Around 15 percent of hip replacements last less than 20 years, as stated by WebMD. On rare occasions, patients may experience complications, such as joint dislocation, broken replacement parts and nerve injuries, following a hip replacement surgery.
Although hip replacement surgery is one of the most successful types of orthopaedic operations performed, the joint generally begins wearing away after 15 to 20 years, requiring a revision surgery to replace the artificial hip, according to the National Institute of Arthritis and Musculoskeletal and Skin Diseases. This procedure is more complicated than the initial surgery.
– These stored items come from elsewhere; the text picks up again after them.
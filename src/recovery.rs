//! Guarantees the caller always gets a non-empty, informative answer.
//!
//! Models sometimes run a query and then reply with nothing. The policy first
//! keeps any real answer, then asks the model once to summarize what it
//! retrieved, and finally falls back to a message built from the last query
//! result.

use crate::api::ChatModel;
use crate::backend::QueryOutcome;
use crate::error::Result;
use crate::models::{Message, Usage};
use crate::tools::ToolExecution;
use colored::*;
use serde::Serialize;
use serde_json::Value;

pub const SUMMARY_INSTRUCTION: &str =
    "Please summarize the results you just retrieved, showing the actual data.";

pub const MAX_RAW_PREVIEW_CHARS: usize = 500;

/// Which rule produced the final answer.
#[derive(Debug, Clone, Copy, PartialEq, Eq, Serialize)]
#[serde(rename_all = "snake_case")]
pub enum RecoveryKind {
    ModelAnswer,
    Summarized,
    NoExecutions,
    NoResults,
    RawResults,
    EmptyResponse,
}

pub struct RecoveredAnswer {
    pub kind: RecoveryKind,
    pub message: String,
}

/// Applies the recovery rules in order. Makes at most one extra model call.
pub async fn resolve_final_answer(
    model: &dyn ChatModel,
    messages: &mut Vec<Message>,
    final_content: Option<String>,
    executions: &[ToolExecution],
    usage: &mut Usage,
    verbose: bool,
) -> Result<RecoveredAnswer> {
    if let Some(content) = final_content.filter(|c| !c.trim().is_empty()) {
        return Ok(RecoveredAnswer {
            kind: RecoveryKind::ModelAnswer,
            message: content,
        });
    }

    if !executions.is_empty() {
        if verbose {
            eprintln!(
                "{}",
                "[loop] Empty answer after tool use, asking for a summary".dimmed()
            );
        }
        messages.push(Message::user(SUMMARY_INSTRUCTION));
        let response = model.complete(messages.as_slice()).await?;
        if let Some(u) = &response.usage {
            usage.add(u);
        }
        if let Some(content) = response.content.filter(|c| !c.trim().is_empty()) {
            messages.push(Message::assistant(content.clone()));
            return Ok(RecoveredAnswer {
                kind: RecoveryKind::Summarized,
                message: content,
            });
        }
    }

    if verbose {
        eprintln!(
            "{}",
            "[loop] Model produced no answer, using fallback message".yellow()
        );
    }
    Ok(fallback_answer(executions))
}

/// Deterministic answer derived from the last logged execution.
pub fn fallback_answer(executions: &[ToolExecution]) -> RecoveredAnswer {
    let Some(last) = executions.last() else {
        return RecoveredAnswer {
            kind: RecoveryKind::NoExecutions,
            message: "I'm sorry, I wasn't able to process that request. \
                      Could you try rephrasing your question?"
                .to_string(),
        };
    };

    match &last.outcome {
        QueryOutcome::Rows(Value::Array(rows)) if rows.is_empty() => RecoveredAnswer {
            kind: RecoveryKind::NoResults,
            message: "I searched the database but found no results. \
                      Try a different search term or check the spelling."
                .to_string(),
        },
        QueryOutcome::Rows(rows @ Value::Array(items)) => RecoveredAnswer {
            kind: RecoveryKind::RawResults,
            message: format!(
                "I found {} result{}, but couldn't put together a summary. Here is the raw data:\n{}",
                items.len(),
                if items.len() == 1 { "" } else { "s" },
                truncate_chars(&rows.to_string(), MAX_RAW_PREVIEW_CHARS)
            ),
        },
        _ => RecoveredAnswer {
            kind: RecoveryKind::EmptyResponse,
            message: "The query executed but the response was empty. \
                      Please try rephrasing your question."
                .to_string(),
        },
    }
}

fn truncate_chars(text: &str, max_chars: usize) -> String {
    text.chars().take(max_chars).collect()
}

#[cfg(test)]
mod tests {
    use super::truncate_chars;

    #[test]
    fn test_truncate_respects_char_boundaries() {
        let text = "é".repeat(600);
        let truncated = truncate_chars(&text, 500);
        assert_eq!(truncated.chars().count(), 500);
    }
}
Hip dislocation is the most common complication to arise immediately after a hip replacement surgery, and the ball is most likely to become dislodged from the socket if the knees are drawn to the chest, notes the National Institute of Arthritis and Musculoskeletal and Skin Diseases. The implant may also become loosened if the surrounding tissue becomes inflamed as the implant releases small particles, but this complication generally arises later.
Around 3 to 5 percent of patients require re-operation within the first 10 years, according to the Dorr Arthritis and Education Foundation. Certain lifestyle factors, such as smoking, drug abuse, alcohol use and nutritional deficiencies, may affect the outcome of a hip replacement surgery, increasing the risk of certain complications.